*ABOUT THIS EXERCISE*: Exactly the lines from the opening of the data through the line containing "Human-readable error message" should be reproduced, please, with nothing added.

*MATERIAL PROVIDED*:

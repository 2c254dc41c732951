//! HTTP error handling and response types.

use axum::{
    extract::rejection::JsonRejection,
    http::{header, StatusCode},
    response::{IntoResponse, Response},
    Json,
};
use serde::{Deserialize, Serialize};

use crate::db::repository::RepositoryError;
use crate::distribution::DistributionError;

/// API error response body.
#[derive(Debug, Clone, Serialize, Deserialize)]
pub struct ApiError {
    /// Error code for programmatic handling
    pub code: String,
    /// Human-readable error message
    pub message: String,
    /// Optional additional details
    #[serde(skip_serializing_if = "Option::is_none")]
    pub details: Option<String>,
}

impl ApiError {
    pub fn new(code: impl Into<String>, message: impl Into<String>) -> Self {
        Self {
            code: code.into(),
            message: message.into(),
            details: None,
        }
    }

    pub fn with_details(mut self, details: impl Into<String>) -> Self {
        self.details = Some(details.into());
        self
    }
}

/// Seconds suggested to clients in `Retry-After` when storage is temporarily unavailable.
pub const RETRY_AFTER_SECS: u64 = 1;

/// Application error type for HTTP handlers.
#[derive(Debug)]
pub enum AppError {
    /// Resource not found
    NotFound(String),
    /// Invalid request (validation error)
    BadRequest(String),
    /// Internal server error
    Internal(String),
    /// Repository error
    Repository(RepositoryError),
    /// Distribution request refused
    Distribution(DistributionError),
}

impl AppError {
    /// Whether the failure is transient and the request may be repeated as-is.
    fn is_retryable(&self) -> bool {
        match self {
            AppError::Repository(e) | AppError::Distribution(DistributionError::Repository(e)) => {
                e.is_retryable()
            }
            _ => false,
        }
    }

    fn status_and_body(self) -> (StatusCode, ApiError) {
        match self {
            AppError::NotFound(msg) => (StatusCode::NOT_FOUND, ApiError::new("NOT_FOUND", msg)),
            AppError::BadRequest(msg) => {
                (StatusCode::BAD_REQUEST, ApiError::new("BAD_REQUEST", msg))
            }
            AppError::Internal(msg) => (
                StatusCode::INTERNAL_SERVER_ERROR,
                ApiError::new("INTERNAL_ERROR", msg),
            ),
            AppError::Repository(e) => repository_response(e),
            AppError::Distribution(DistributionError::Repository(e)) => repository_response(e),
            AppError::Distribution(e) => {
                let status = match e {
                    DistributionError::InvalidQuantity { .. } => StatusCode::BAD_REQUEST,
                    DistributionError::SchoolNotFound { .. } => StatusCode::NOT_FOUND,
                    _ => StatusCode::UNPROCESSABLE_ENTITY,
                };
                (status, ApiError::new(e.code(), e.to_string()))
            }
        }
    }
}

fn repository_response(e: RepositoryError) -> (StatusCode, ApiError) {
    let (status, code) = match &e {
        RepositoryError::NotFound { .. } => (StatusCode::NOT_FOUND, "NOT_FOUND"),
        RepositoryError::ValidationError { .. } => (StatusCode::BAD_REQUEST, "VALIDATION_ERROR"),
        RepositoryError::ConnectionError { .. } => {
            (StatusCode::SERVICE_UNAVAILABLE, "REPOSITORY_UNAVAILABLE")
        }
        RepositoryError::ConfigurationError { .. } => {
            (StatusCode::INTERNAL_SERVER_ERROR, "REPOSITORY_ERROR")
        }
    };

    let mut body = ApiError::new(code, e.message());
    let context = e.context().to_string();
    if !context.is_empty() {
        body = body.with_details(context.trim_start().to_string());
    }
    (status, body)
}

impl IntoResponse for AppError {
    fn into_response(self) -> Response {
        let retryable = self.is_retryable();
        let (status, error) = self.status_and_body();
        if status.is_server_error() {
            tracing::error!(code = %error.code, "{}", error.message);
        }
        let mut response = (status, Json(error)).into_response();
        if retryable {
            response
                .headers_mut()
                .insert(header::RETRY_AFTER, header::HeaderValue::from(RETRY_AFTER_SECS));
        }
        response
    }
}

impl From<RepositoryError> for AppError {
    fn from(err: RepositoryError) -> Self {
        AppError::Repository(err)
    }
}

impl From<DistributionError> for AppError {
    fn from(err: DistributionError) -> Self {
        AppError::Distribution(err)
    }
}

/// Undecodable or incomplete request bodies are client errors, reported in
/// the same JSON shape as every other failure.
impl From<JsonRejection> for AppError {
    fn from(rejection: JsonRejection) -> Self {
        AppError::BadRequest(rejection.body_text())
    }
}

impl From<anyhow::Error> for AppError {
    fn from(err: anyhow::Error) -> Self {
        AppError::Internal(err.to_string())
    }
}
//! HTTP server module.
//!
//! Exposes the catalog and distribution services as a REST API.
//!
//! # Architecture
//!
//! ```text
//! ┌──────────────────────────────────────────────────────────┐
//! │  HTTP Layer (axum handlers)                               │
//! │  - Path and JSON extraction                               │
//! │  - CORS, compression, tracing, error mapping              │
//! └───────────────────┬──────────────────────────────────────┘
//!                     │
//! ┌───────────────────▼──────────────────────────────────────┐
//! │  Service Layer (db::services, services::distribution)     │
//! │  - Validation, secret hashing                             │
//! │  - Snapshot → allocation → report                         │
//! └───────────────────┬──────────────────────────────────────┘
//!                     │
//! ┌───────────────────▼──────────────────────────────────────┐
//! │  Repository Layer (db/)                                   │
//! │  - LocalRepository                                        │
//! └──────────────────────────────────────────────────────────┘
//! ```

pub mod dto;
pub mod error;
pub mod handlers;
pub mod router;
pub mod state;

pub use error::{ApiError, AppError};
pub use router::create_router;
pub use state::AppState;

*WRITTEN RESPONSE*:
repository 2c254dc41c732951
//! HTTP error handling and response types.

use axum::{
    extract::rejection::JsonRejection,
    http::{header, StatusCode},
    response::{IntoResponse, Response},
    Json,
};
use serde::{Deserialize, Serialize};

use crate::db::repository::RepositoryError;
use crate::distribution::DistributionError;

/// API error response body.
#[derive(Debug, Clone, Serialize, Deserialize)]
pub struct ApiError {
    /// Error code for programmatic handling
    pub code: String,
    /// Human-readable error message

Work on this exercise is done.